The Boys

Tras el destrozo de Preacher resulta inevitable acercarse a The Boys con el recelo de una gacela. Nueva adaptación televisiva de una de las creaciones seminales de Garth Ennis y nuevamente a cargo de Evan Goldberg y Seth Rogen, a los que se suma Eric Kripke (Supernatural) como tercera pata del taburete. Si a esta cautela inicial añadimos que The Boys es un cómic aún más corrosivo que Preacher y que Amazon no termina de despegar como productora audiovisual, a pesar de algún éxito como la deliciosa Good Omens, las esperanzas de ver trasladada la obra original a la pantalla de forma más o menos digna cotizaban más bajo que el valor de Nueva Rumasa.

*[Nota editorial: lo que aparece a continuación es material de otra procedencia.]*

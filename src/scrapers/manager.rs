//! Harvest orchestration.
//!
//! The manager owns the driver registry. A run resolves the platform,
//! invokes its driver under a hard deadline, persists what came back and
//! appends a run outcome. Runs are sequential; failures are isolated per
//! platform.

use std::collections::HashSet;
use std::sync::{Arc, Mutex};
use std::time::Duration;

use chrono::Utc;
use tokio::task::JoinHandle;
use tracing::{error, info, warn};

use super::driver::{HarvestContext, HarvestDriver};
use super::error::{HarvestError, ItemError};
use crate::models::{PlatformLookup, RunOutcome};
use crate::repository::HistoryStore;

/// Result of one run, whether or not it succeeded.
struct RunReport {
    outcome: RunOutcome,
    error: Option<HarvestError>,
}

impl RunReport {
    fn into_result(self) -> Result<RunOutcome, HarvestError> {
        match self.error {
            Some(e) => Err(e),
            None => Ok(self.outcome),
        }
    }
}

/// Releases a platform's single-flight slot when dropped.
struct InFlightGuard {
    slots: Arc<Mutex<HashSet<String>>>,
    name: String,
}

impl Drop for InFlightGuard {
    fn drop(&mut self) {
        self.slots
            .lock()
            .unwrap_or_else(|poisoned| poisoned.into_inner())
            .remove(&self.name);
    }
}

pub struct HarvestManager {
    drivers: Vec<Arc<dyn HarvestDriver>>,
    store: Arc<dyn HistoryStore>,
    in_flight: Arc<Mutex<HashSet<String>>>,
    /// Deadline used by background triggers.
    deadline: Duration,
}

impl HarvestManager {
    pub fn new(store: Arc<dyn HistoryStore>, deadline: Duration) -> Self {
        Self {
            drivers: Vec::new(),
            store,
            in_flight: Arc::new(Mutex::new(HashSet::new())),
            deadline,
        }
    }

    /// Register a driver. A later registration for the same platform
    /// replaces the earlier one.
    pub fn register(&mut self, driver: Arc<dyn HarvestDriver>) {
        let name = driver.identify().to_string();
        self.drivers.retain(|d| d.identify() != name);
        self.drivers.push(driver);
    }

    /// Registered platform names, in registration order.
    pub fn platforms(&self) -> Vec<&str> {
        self.drivers.iter().map(|d| d.identify()).collect()
    }

    pub fn deadline(&self) -> Duration {
        self.deadline
    }

    fn driver(&self, name: &str) -> Option<Arc<dyn HarvestDriver>> {
        self.drivers
            .iter()
            .find(|d| d.identify().eq_ignore_ascii_case(name))
            .cloned()
    }

    async fn resolve_platforms(&self) -> Result<PlatformLookup, HarvestError> {
        Ok(PlatformLookup::new(self.store.list_platforms().await?))
    }

    /// Run one platform's driver and persist its results.
    ///
    /// A failed run still appends a failed outcome before the error is
    /// returned.
    pub async fn run(&self, name: &str, deadline: Duration) -> Result<RunOutcome, HarvestError> {
        let driver = self
            .driver(name)
            .ok_or_else(|| HarvestError::NotRegistered(name.to_string()))?;
        let lookup = self.resolve_platforms().await?;
        self.run_driver(driver.as_ref(), &lookup, deadline)
            .await
            .into_result()
    }

    /// Run every registered driver in turn. Never fails; each platform's
    /// outcome is in the returned list.
    pub async fn run_all(&self, deadline: Duration) -> Vec<RunOutcome> {
        let lookup = match self.resolve_platforms().await {
            Ok(lookup) => lookup,
            Err(e) => {
                error!("Failed to resolve platforms: {}", e);
                PlatformLookup::default()
            }
        };

        let mut outcomes = Vec::with_capacity(self.drivers.len());
        for driver in &self.drivers {
            let report = self.run_driver(driver.as_ref(), &lookup, deadline).await;
            outcomes.push(report.outcome);
        }

        let succeeded = outcomes.iter().filter(|o| o.is_success()).count();
        info!(
            "Harvest complete: {}/{} platforms succeeded",
            succeeded,
            outcomes.len()
        );
        outcomes
    }

    /// Start a run in the background and return its handle.
    ///
    /// At most one run per platform is in flight; a second trigger while
    /// one is running is rejected.
    pub fn trigger(
        self: &Arc<Self>,
        name: &str,
    ) -> Result<JoinHandle<Result<RunOutcome, HarvestError>>, HarvestError> {
        let driver = self
            .driver(name)
            .ok_or_else(|| HarvestError::NotRegistered(name.to_string()))?;
        let platform = driver.identify().to_string();

        {
            let mut slots = self
                .in_flight
                .lock()
                .unwrap_or_else(|poisoned| poisoned.into_inner());
            if !slots.insert(platform.clone()) {
                return Err(HarvestError::AlreadyRunning(platform));
            }
        }
        let guard = InFlightGuard {
            slots: Arc::clone(&self.in_flight),
            name: platform.clone(),
        };

        let this = Arc::clone(self);
        Ok(tokio::spawn(async move {
            let _guard = guard;
            this.run(&platform, this.deadline).await
        }))
    }

    async fn run_driver(
        &self,
        driver: &dyn HarvestDriver,
        lookup: &PlatformLookup,
        deadline: Duration,
    ) -> RunReport {
        let name = driver.identify();
        let started_at = Utc::now();

        let platform = match lookup.get(name) {
            Some(platform) => platform.clone(),
            None => match self.store.find_platform(name).await {
                Ok(Some(platform)) => platform,
                Ok(None) => {
                    let e = HarvestError::PlatformNotFound(name.to_string());
                    error!("{}", e);
                    return RunReport {
                        outcome: RunOutcome::failed(0, name, started_at, &e),
                        error: Some(e),
                    };
                }
                Err(e) => {
                    let e = HarvestError::from(e);
                    error!("Failed to resolve {}: {}", name, e);
                    return RunReport {
                        outcome: RunOutcome::failed(0, name, started_at, &e),
                        error: Some(e),
                    };
                }
            },
        };

        info!("Starting {} harvest (deadline {:?})", name, deadline);
        let ctx = HarvestContext {
            store: self.store.as_ref(),
            platforms: lookup,
            platform: &platform,
        };

        // Dropping the harvest future on expiry tears the browser session down.
        let harvested = match tokio::time::timeout(deadline, driver.harvest(&ctx)).await {
            Ok(result) => result,
            Err(_) => Err(HarvestError::Timeout(deadline)),
        };

        let (outcome, error) = match harvested {
            Ok(records) => {
                let total = records.len();
                let mut persisted = 0;
                for mut record in records {
                    if record.platform_id == 0 {
                        record.platform_id = platform.id;
                    }
                    match self.store.upsert_record(&record).await {
                        Ok(()) => persisted += 1,
                        Err(e) => warn!(
                            "{}",
                            ItemError::Persistence(format!("'{}': {}", record.title, e))
                        ),
                    }
                }
                info!("{}: persisted {}/{} records", name, persisted, total);
                (
                    RunOutcome::success(platform.id, &platform.name, started_at, persisted),
                    None,
                )
            }
            Err(e) => {
                error!("{} harvest failed ({}): {}", name, e.kind(), e);
                (
                    RunOutcome::failed(platform.id, &platform.name, started_at, &e),
                    Some(e),
                )
            }
        };

        if let Err(e) = self.store.append_run_outcome(&outcome).await {
            error!("Failed to record {} run outcome: {}", name, e);
        }

        RunReport { outcome, error }
    }
}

Pero a veces los milagros ocurren y esta primera temporada de The Boys que acaba de llegar a esa plataforma de vídeo que te viene con la suscripción de Amazon no solo ha resultado una dignísima adaptación que ha sabido entender a la perfección el espíritu del cómic, sino que también se permite el lujo de expandir algunos conceptos en los que el propio Ennis no pudo o no quiso profundizar demasiado.

Planteada como una versión hiperviolenta y salvaje de Watchmen, The Boys es esencialmente una deconstrucción del mito de los superhéroes, a los que pinta como unos degenerados cegados por la fama y el poder. Resulta un momento muy oportuno para el estreno, en medio de un panorama mediático dominado por la apisonadora de Disney y su voraz estrategia de estrenos que garantiza al menos una película de Marvel en cartelera, en cualquier momento del año, en cada maldito cine del mundo.

Es ahí donde entra en escena el grupo protagonista, unos tipos con muchas razones para odiar a los supertipos y dispuestos a aplicar los métodos más expeditivos imaginables para ponerlos fuera de servicio. Resultaba impensable que las truculentas escenas de las viñetas fueran a dar el salto a la televisión y, aunque The Boys es una serie muy violenta, las cotas de destrozos orgánicos se han visto notablemente rebajadas hasta unos niveles tolerables para el gran público. A cambio, la versión televisiva ofrece una mayor carga crítica. El feroz discurso en contra las megacorporaciones (los tejemanejes de Vought son, de forma bastante explícita, una caricatura velada del imperio Disney) se presenta aquí de forma mucho más explícita y contundente, con algunos dardos reservados para la escena política norteamericana y para el sistema capitalista en general.

The Boys

También los personajes muestran una mayor complejidad en su versión en carne y hueso. Esto se aplica a los protagonistas, pero sobre todo a los Siete (un nada disimulado trasunto de La Liga de la Justicia), que ya no son simplemente unos hijos de puta corrompidos por el poder sin límite, sino unos héroes-villanos que despiertan cierta lástima. La serie introduce ciertos matices redentores que les aportan tridimensionalidad, sin llegar a convertirlos en víctimas. Siguen siendo unos miserables pero, a diferencia del cómic original, realiza un esfuerzo muy importante para que el espectador entienda por qué han llegado a convertirse en lo que son.

Aunque la trama acaba desligándose notablemente de la obra de Garth Ennis y esta primera temporada finaliza dejando muy clara su intención apartarse aún más en el futuro para narrar una historia propia, hay suficiente de la esencia de The Boys para que ningún fan tenga demasiados motivos de queja. Es condenadamente divertida y adictiva como comer pipas, pero también una brillante sátira que ha sabido encontrar el tono ideal, a medio camino entre la reflexión inteligente y la macarrada políticamente incorrecta. Una de las sorpresas más agradables del año.